That is exactly what I came here to say as well. In my datatable custom query layer, I can pull down 1 million rows and view them instantly displaying them in a continuous list on the client, lazy load related table rows, and neither the web client nor the traditional web server on a traditional SQL Server, where I dynamically build the queries and can filter on any column, break a sweat. And the server is on 10 year old hardware that still runs spinning disks and the clients are often older lower powered computers. And that's with me not optimizing performance, other then thinking about it lightly up front. EDIT: Yes, the tables are sometimes medium wide, 20-50 columns buffered on the client on those rows.

DrScientist · on Oct 9, 2023

I think because their whole original logic was client side - to generate a filtered view would require loading all the data in the client first and then applying a filter.

kardianos · on Oct 9, 2023

Or just re-query the server with the new filters applied.

tmikaeld · on Oct 9, 2023

You're right, a modern browser can handle it without issues using virtual scroll [0].

[0] https://shlomiassaf.github.io/ngrid/demos/virtual-scroll-per...

eviluncle · on Oct 9, 2023

Virtualzing (or windowing, as it is sometimes called) is definitely one way to tackle this problem. However, it's not a silver bullet. The more complex the UI/rendering is, the more optimizations you will need. The demo you link shows a very simple rendering with no complex user interactions, mouseover events, etc.

robust-cactus · on Oct 9, 2023

Works fine until you try to do it on a mobile device

wahnfrieden · on Oct 9, 2023

mobile will crash the page simply off memory use, esp older phones

danjc · on Oct 9, 2023

Agreed. Obviously you shouldn't render all of that, just keep it in memory and render the rows that are scrolled into view.

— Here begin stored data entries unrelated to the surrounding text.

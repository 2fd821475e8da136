pub mod dir;
pub mod file;
pub mod list;

use std::{path::PathBuf, process::ExitCode};

use anyhow::Context;
use clap::{Args, Subcommand};
use fmeta_envelope::{ErrorCatalog, ErrorEnvelope, Params, RequestContext};
use fmeta_protocol::{ApiResponse, PATH_PARAM, Route};
use fmeta_runtime::{DEFAULT_APP_NAME, default_error_codes_path};
use fmeta_service::MetadataService;

pub use dir::DirArgs;
pub use file::FileArgs;
pub use list::ListArgs;

use crate::printer::{ColorChoice, JsonPrinter, RecordPrinter, TreePrinter};

#[derive(Subcommand, Debug)]
pub enum Command {
    /// Print the metadata of a single regular file.
    ///
    /// Example:
    ///   fmeta file /etc/hostname
    File(FileArgs),

    /// Print the full metadata tree of a directory.
    ///
    /// Example:
    ///   fmeta dir --tree ~/projects
    Dir(DirArgs),

    /// Print a flat listing of a directory down to a given depth.
    ///
    /// Example:
    ///   fmeta list --depth 2 /var/log
    List(ListArgs),
}

#[derive(Debug, Args)]
pub struct OutputOptions {
    /// Print JSON on a single line
    #[arg(long, global = true)]
    pub compact: bool,

    /// When to use colors in tree output: auto, always, never
    #[arg(long, value_name = "WHEN", default_value = "auto", global = true)]
    pub color: String,

    /// Error-code message overrides (JSON object of code to template)
    #[arg(long, value_name = "FILE", global = true)]
    pub error_codes: Option<PathBuf>,
}

impl OutputOptions {
    pub fn make_printer(&self, tree: bool) -> Box<dyn RecordPrinter> {
        if tree {
            Box::new(TreePrinter::stdout(ColorChoice::parse(&self.color)))
        } else {
            Box::new(JsonPrinter::stdout(self.compact))
        }
    }

    /// An explicit override file must exist; the default one may not.
    pub fn open_service(&self) -> anyhow::Result<MetadataService> {
        let catalog = match &self.error_codes {
            Some(path) => ErrorCatalog::load(path),
            None => ErrorCatalog::load_or_builtin(&default_error_codes_path()),
        }
        .context("Failed to load error codes")?;

        Ok(MetadataService::new(DEFAULT_APP_NAME, catalog))
    }
}

/// Context for running `route` in-process on `path`.
pub fn request_context(route: Route, path: &str, extra: &[(&str, String)]) -> RequestContext {
    let mut params = Params::new();
    params.insert(PATH_PARAM.to_owned(), vec![path.to_owned()]);
    for (name, value) in extra {
        params.insert((*name).to_owned(), vec![value.clone()]);
    }
    RequestContext::new(route.path(), params)
}

/// Exit status for a failure envelope: 1 for client errors, 2 otherwise.
pub fn exit_code(envelope: &ErrorEnvelope) -> ExitCode {
    if (400..500).contains(&envelope.http_status_code) {
        ExitCode::from(1)
    } else {
        ExitCode::from(2)
    }
}

/// Run one request and print its outcome.
pub fn run_request(opts: &OutputOptions, ctx: &RequestContext, tree: bool) -> ExitCode {
    let service = match opts.open_service() {
        Ok(service) => service,
        Err(e) => {
            eprintln!("[error] {e:#}");
            return ExitCode::from(2);
        }
    };

    let mut printer = opts.make_printer(tree);
    let response = service.serve("GET", ctx);

    let (printed, code) = match &response {
        ApiResponse::Record(record) => (printer.print_record(record), ExitCode::SUCCESS),
        ApiResponse::Listing(records) => (printer.print_listing(records), ExitCode::SUCCESS),
        ApiResponse::Failure(envelope) => (printer.print_failure(envelope), exit_code(envelope)),
        ApiResponse::Health(_) => (Ok(()), ExitCode::SUCCESS),
    };

    match printed {
        Ok(()) => code,
        Err(e) => {
            eprintln!("[error] failed to write output: {e:#}");
            ExitCode::from(2)
        }
    }
}

#[cfg(test)]
#[path = "commands_tests.rs"]
mod tests;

ddorian43 · on Oct 9, 2023

Honestly, the end result was a lot worse than I expected. Using Redis & Cassandra as 1 db, when your requirements where unlimited tables, fast filter/sort, etc. Literally the worst of all worlds imaginable.

Imagine maintaining that (2 separate distributed async-by-default, no transactions/indexes, limited-types, etc etc clusters).

At this day and age where everyone is going for sync-by-default because it's extremely easier on the developer side to use the db.

nijave · on Oct 9, 2023

Mostly curious how they have Redis setup. Article mentioned they're using it to buffer writes before hitting Cassandra but that seems pretty easy to lose data unless they're running Redis in sync mode (afaik it's a lot slower)

I've seen a similar architecture using Kafka to buffer writes but then you lose kv lookup at the buffer.

gigatexal · on Oct 9, 2023

A lot of the architectural decisions, from a high-level, make sense: compute and storage are separated, redis and cassandra are used instead of reinventing those. It's a bit OLAP and a bit OLTP in that users might make a few point updates to things here and there OLTP but then the filtering and aggregating and showing all sorts of views and such is clearly in the analytics domain hence OLAP and the use of a columnar setup.

All that said, I'd like to hear about this being open sourced and being self hosted and being Jepsen tested or at least a clear distinction that this DB is, and will only ever be, an in-house DB so the former requests will never happen.

riku_iki · on Oct 9, 2023

> make sense: compute and storage are separated

I am wondering why opposite wouldn't make sense, you could greatly reduce over network traffic for heavy queries.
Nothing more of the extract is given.